Variational Bayesian Independent Component Analysis for InSAR Displacement Time‐Series With Application to Central California, USA

Adriano Gualandi, & Zhen Liu

Published April 26, 2021, SCEC Contribution #10964

The exploitation of ever increasing Interferometric Synthetic Aperture Radar (InSAR) datasets to monitor the Earth's surface deformation is an important goal of today's geodesy. In this study our observations consist of deformations along the Line-Of-Sight (LOS) direction of the satellite. Our observations are the result of the combination of a multitude of sources (either volcano-tectonic or non-tectonic deformation). In most cases, we are facing a Blind Source Separation (BSS) problem. Natural approaches to tackle BSS problems are multivariate statistical techniques that attempt to decompose the dataset into a limited number of statistically independent sources, under the assumption that the different physical mechanisms contributing to the observations have independent footprints in space and/or time. We show the capabilities of a variational Bayesian Independent Component Analysis (vbICA) algorithm in dealing with synthetic InSAR time series and compare it to the commonly used FastICA algorithm.

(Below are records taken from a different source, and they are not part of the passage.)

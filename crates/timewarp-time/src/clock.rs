//! Per-channel dilation state

use timewarp_core::Timestamp;

/// Dilation state of one channel
///
/// INVARIANT: the dilated value handed out is always `real - offset`, and
/// `offset` only ever grows by `(1 - speed) * elapsed` for the interval since
/// the previous observation. Past intervals are never rescaled.
#[derive(Clone, Copy, Debug, Default, PartialEq)]
pub struct ChannelState {
    /// Last real timestamp observed on this channel
    pub last_real: Timestamp,
    /// Seconds subtracted from real time to get dilated time
    pub offset: f64,
    /// False until the first observation anchors the channel
    pub initialized: bool,
}

impl ChannelState {
    /// Fresh, unanchored state
    pub const fn new() -> Self {
        ChannelState {
            last_real: Timestamp::ZERO,
            offset: 0.0,
            initialized: false,
        }
    }

    /// Feed one real observation taken while `speed` was in effect and
    /// return the dilated timestamp.
    ///
    /// The first observation anchors the channel: dilated equals real.
    pub fn advance(&mut self, real: Timestamp, speed: f64) -> Timestamp {
        if !self.initialized {
            self.last_real = real;
            self.offset = 0.0;
            self.initialized = true;
        }

        let elapsed = real.elapsed_since(self.last_real);
        self.offset += (1.0 - speed) * elapsed;
        self.last_real = real;

        real.shifted_back(self.offset)
    }
}

#[cfg(test)]
mod tests {
    use super::*;

    fn ts(secs: f64) -> Timestamp {
        Timestamp::from_secs_f64(secs)
    }

    #[test]
    fn test_first_observation_is_identity() {
        let mut state = ChannelState::new();
        assert!(!state.initialized);

        let out = state.advance(ts(42.5), 3.0);
        assert_eq!(out, ts(42.5));
        assert!(state.initialized);
        assert_eq!(state.offset, 0.0);
        assert_eq!(state.last_real, ts(42.5));
    }

    #[test]
    fn test_speed_change_scenario() {
        let mut state = ChannelState::new();

        assert_eq!(state.advance(ts(100.0), 1.0), ts(100.0));
        assert_eq!(state.advance(ts(101.0), 3.0), ts(103.0));
        assert_eq!(state.offset, -2.0);
        assert_eq!(state.advance(ts(102.0), 1.0), ts(104.0));
        assert_eq!(state.offset, -2.0);
    }

    #[test]
    fn test_slow_motion() {
        let mut state = ChannelState::new();
        state.advance(ts(10.0), 1.0);

        // Half speed for 2s of real time: 1s of dilated time passes
        let out = state.advance(ts(12.0), 0.5);
        assert_eq!(out, ts(11.0));
        assert_eq!(state.offset, 1.0);
    }

    #[test]
    fn test_backwards_step_uses_same_formula() {
        let mut state = ChannelState::new();
        state.advance(ts(50.0), 1.0);
        state.advance(ts(52.0), 2.0);
        assert_eq!(state.offset, -2.0);

        // Clock stepped back 1s while still at 2x
        let out = state.advance(ts(51.0), 2.0);
        assert_eq!(state.offset, -1.0);
        assert_eq!(out, ts(52.0));
    }
}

We explore the effectiveness of the spatial and temporal mode decompositions. We apply vbICA on data relative to the San Joaquin Valley (SJV) and the Central San Andreas Fault (CSAF), California, spanning the time range 2015/03/01-2019/07/14. The proposed approach likely isolates the contribution of shallow and deep aquifers to the surface deformation as well as the elastic and inelastic deformation. We present a 1-dimensional compaction estimation of the elastic and inelastic storage coefficients adopting a formalism that takes into account the last century water level history. Concerning the CSAF, the algorithm helps separating tectonic loading from seasonal behavior concentrated in the Quaternary sediments of the Salinas Valley.

Citation
Gualandi, A., & Liu, Z. (2021). Variational Bayesian Independent Component Analysis for InSAR Displacement Time‐Series With Application to Central California, USA. Journal of Geophysical Research: Solid Earth, 126(4). doi: 10.1029/2020JB020845.